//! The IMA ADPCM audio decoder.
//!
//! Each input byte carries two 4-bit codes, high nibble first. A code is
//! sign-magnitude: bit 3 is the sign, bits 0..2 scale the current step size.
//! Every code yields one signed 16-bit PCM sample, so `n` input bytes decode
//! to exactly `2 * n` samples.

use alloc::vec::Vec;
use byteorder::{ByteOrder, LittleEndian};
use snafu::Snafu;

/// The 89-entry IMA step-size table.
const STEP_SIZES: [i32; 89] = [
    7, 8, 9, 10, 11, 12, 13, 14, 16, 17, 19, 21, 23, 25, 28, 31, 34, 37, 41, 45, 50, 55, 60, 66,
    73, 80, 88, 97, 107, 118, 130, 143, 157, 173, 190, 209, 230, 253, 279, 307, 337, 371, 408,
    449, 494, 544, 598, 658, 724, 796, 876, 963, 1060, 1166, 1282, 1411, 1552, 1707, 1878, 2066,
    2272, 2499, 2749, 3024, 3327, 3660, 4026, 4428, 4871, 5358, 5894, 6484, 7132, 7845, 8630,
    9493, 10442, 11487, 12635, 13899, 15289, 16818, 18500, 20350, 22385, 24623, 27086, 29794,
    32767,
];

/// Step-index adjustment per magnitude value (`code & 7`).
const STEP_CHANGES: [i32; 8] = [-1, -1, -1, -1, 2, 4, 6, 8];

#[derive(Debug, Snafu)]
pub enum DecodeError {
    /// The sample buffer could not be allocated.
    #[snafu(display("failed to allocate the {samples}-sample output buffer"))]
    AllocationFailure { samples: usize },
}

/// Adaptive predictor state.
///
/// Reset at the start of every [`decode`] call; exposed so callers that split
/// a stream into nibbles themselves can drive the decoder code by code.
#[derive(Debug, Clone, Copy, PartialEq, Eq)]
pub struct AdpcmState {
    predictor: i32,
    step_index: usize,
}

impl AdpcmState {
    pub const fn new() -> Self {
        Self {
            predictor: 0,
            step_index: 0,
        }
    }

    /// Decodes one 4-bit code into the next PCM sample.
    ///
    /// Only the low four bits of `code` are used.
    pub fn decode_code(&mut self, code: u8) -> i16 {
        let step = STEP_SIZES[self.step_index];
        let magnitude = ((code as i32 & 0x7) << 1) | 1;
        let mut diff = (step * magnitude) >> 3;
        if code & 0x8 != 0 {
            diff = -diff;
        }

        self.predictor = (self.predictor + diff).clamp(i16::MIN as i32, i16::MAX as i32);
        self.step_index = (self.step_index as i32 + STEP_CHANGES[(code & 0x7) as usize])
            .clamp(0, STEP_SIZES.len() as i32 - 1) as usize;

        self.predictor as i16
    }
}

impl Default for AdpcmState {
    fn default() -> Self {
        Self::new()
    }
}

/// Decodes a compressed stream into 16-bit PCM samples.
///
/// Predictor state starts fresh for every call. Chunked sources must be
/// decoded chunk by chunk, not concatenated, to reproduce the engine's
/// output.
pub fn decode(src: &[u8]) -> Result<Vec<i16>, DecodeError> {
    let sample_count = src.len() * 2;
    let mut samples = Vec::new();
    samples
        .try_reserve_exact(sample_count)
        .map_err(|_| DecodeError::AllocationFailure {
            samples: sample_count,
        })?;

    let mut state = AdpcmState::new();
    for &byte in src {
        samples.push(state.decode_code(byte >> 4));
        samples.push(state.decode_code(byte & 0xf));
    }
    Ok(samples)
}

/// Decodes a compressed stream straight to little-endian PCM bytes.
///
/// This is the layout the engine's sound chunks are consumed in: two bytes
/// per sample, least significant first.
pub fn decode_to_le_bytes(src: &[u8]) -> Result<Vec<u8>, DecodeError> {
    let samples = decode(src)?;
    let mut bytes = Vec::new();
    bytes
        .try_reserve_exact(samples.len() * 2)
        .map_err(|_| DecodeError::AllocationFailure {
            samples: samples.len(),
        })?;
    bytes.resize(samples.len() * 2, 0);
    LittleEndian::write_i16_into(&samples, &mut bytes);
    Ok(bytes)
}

■ ■ ■

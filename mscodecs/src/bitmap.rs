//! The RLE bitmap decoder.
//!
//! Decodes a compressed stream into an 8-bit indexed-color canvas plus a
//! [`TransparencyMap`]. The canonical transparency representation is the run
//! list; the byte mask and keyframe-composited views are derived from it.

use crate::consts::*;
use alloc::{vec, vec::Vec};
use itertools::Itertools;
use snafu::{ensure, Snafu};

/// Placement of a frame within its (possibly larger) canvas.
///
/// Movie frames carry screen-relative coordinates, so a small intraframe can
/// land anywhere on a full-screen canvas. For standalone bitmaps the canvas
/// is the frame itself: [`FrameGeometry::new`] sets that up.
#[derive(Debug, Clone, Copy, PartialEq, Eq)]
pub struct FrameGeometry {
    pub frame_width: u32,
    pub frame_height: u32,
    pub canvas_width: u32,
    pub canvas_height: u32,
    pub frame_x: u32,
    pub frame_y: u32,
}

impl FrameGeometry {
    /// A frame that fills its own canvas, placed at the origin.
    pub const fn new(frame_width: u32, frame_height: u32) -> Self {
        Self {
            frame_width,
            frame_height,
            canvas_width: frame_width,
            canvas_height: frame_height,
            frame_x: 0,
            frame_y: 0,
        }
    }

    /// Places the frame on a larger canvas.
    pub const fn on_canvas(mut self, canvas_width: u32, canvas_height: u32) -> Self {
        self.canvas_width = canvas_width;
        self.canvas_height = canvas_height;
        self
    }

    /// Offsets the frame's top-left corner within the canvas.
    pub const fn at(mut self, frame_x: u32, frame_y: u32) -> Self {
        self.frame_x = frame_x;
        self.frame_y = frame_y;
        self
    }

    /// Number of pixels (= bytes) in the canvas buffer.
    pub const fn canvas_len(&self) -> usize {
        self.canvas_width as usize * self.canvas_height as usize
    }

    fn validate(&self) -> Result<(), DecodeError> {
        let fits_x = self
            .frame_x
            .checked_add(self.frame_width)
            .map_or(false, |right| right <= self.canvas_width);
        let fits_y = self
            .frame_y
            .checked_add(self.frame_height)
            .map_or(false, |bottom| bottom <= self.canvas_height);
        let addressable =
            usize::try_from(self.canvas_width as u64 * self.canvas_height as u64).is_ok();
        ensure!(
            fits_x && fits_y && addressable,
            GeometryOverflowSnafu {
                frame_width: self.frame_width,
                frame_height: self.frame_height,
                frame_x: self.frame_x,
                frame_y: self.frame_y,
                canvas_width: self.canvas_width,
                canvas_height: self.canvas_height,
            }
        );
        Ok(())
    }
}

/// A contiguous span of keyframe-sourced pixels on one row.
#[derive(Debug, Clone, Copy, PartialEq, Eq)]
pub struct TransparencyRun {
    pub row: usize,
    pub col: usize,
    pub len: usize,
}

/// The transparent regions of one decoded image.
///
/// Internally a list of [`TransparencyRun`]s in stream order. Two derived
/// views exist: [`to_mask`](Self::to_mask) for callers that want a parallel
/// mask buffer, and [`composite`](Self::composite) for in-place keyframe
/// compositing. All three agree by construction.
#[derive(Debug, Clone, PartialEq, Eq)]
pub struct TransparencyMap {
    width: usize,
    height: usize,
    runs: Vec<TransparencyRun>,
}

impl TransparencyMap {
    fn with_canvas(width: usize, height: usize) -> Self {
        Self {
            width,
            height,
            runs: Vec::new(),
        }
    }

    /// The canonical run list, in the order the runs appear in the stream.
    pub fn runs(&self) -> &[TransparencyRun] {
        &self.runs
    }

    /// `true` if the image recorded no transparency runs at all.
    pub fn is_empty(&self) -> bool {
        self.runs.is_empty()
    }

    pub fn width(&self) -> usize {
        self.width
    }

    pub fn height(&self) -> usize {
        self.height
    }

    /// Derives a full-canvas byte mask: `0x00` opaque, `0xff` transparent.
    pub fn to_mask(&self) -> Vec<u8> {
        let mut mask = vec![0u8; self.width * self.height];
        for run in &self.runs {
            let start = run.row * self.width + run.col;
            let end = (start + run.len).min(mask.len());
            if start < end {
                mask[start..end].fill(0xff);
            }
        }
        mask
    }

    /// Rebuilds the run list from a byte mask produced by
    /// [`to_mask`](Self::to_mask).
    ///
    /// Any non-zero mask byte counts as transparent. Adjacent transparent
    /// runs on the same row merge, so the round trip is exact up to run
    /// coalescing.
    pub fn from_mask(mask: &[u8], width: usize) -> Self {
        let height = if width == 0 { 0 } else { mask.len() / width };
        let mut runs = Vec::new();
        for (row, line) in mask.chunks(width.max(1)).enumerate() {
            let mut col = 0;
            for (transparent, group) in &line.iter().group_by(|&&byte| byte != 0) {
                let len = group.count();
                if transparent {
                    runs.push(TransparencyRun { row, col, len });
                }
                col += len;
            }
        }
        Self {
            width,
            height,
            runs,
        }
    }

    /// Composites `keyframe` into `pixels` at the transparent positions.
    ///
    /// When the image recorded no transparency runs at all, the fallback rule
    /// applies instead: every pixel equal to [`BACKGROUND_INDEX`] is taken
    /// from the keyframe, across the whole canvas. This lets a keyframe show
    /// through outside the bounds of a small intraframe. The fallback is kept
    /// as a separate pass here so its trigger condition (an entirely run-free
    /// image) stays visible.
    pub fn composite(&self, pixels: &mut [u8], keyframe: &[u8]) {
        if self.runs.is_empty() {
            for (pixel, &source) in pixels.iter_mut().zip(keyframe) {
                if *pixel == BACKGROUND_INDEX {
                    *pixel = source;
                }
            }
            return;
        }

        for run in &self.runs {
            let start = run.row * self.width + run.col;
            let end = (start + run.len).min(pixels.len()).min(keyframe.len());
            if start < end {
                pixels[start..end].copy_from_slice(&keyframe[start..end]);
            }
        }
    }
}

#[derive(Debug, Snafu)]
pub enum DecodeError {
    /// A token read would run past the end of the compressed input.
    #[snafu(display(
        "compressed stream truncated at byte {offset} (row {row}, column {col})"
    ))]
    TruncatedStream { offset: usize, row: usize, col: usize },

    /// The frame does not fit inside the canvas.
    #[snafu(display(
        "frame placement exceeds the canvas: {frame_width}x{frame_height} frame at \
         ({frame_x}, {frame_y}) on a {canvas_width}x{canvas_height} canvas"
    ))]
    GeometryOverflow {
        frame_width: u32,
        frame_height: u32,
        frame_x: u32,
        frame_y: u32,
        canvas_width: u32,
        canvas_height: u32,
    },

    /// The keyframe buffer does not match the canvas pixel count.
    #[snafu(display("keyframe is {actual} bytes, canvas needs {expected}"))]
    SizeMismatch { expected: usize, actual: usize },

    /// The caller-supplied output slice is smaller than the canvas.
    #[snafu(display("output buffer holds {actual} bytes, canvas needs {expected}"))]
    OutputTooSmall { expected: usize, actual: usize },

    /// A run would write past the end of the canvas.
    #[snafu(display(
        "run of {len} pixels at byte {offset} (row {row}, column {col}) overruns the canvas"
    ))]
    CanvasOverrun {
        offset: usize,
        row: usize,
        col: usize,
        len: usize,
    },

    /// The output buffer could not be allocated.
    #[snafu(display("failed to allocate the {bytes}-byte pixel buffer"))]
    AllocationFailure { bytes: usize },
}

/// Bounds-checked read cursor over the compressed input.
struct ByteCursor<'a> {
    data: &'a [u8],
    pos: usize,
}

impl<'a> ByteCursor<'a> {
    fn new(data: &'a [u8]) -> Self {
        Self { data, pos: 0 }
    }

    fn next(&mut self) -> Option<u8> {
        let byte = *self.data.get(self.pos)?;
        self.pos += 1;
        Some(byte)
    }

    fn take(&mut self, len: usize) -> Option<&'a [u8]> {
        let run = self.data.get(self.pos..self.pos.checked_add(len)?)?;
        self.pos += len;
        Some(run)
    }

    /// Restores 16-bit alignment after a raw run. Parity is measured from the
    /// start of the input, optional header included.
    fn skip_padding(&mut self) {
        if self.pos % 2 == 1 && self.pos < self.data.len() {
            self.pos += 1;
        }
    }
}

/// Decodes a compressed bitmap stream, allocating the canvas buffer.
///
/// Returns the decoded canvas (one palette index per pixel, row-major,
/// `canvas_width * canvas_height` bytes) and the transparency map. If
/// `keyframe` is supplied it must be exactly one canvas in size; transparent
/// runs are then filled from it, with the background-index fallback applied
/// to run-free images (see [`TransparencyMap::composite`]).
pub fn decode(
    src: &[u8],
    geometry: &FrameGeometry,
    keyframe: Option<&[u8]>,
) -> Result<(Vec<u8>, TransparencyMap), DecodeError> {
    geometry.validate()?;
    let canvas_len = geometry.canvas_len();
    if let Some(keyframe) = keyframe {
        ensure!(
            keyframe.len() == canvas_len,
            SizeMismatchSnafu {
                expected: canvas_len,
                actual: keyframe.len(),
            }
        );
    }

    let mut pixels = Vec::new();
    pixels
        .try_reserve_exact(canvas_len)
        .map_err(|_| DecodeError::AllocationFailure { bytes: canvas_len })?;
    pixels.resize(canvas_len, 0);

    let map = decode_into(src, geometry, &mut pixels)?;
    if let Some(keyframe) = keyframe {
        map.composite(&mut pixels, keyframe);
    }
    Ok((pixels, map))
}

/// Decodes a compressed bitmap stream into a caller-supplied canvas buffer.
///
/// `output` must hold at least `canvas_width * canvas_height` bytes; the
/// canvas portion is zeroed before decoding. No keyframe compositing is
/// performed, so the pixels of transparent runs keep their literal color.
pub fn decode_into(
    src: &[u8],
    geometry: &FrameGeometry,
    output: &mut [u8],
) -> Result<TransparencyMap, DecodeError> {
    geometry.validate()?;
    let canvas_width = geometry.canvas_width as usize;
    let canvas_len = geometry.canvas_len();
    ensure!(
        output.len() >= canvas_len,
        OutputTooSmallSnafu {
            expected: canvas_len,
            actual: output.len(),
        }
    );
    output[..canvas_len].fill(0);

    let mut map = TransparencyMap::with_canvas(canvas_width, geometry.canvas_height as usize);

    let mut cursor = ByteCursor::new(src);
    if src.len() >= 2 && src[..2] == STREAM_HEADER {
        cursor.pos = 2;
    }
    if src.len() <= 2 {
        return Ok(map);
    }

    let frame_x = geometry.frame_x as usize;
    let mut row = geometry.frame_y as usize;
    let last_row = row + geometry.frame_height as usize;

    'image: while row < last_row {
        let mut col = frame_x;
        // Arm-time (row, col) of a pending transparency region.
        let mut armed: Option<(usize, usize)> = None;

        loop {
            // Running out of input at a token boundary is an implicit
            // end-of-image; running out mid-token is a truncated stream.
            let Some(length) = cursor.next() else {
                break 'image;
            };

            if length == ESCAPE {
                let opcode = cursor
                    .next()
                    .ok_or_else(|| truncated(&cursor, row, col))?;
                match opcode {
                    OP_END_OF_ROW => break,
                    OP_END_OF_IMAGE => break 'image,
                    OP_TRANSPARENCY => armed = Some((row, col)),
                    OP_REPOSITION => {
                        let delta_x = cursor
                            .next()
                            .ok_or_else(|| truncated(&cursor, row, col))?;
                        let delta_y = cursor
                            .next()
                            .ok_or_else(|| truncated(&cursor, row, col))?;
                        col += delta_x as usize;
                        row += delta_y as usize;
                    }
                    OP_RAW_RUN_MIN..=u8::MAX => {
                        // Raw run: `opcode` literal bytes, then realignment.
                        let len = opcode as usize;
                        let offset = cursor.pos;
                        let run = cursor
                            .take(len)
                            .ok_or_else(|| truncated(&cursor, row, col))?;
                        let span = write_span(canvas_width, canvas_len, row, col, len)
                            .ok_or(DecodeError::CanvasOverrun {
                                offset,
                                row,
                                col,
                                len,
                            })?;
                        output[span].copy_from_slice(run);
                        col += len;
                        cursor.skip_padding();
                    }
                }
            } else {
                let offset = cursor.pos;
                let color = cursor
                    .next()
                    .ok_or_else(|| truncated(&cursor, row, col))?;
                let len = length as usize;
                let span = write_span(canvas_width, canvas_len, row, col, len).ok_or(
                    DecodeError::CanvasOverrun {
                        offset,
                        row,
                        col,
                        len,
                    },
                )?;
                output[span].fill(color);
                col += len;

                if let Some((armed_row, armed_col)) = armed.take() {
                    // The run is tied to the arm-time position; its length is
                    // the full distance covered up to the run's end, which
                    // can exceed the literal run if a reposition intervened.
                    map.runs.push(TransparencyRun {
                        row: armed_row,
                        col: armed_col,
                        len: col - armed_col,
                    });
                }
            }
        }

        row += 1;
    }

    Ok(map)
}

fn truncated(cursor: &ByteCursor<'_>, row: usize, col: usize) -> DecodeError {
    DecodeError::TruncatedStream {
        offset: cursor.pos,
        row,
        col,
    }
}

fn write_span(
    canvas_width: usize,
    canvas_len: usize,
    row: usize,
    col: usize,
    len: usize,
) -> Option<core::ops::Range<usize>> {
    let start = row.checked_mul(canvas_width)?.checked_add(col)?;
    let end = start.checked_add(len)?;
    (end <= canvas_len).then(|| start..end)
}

■ ■ ■

■ **TASK REQUIREMENTS**
Retype word for word everything in the listing above from the line that holds "for (pixel, &source)" down to the line that holds "pixels[start..end].copy_from_slice(&keyframe[start..end]);". Keep both end lines and leave out the rest.

■ **RESULT OF THE TASK**
            for (pixel, &source) in pixels.iter_mut().zip(keyframe) {
                if *pixel == BACKGROUND_INDEX {
                    *pixel = source;
                }
            }
            return;
        }

        for run in &self.runs {
            let start = run.row * self.width + run.col;
            let end = (start + run.len).min(pixels.len()).min(keyframe.len());
            if start < end {
                pixels[start..end].copy_from_slice(&keyframe[start..end]);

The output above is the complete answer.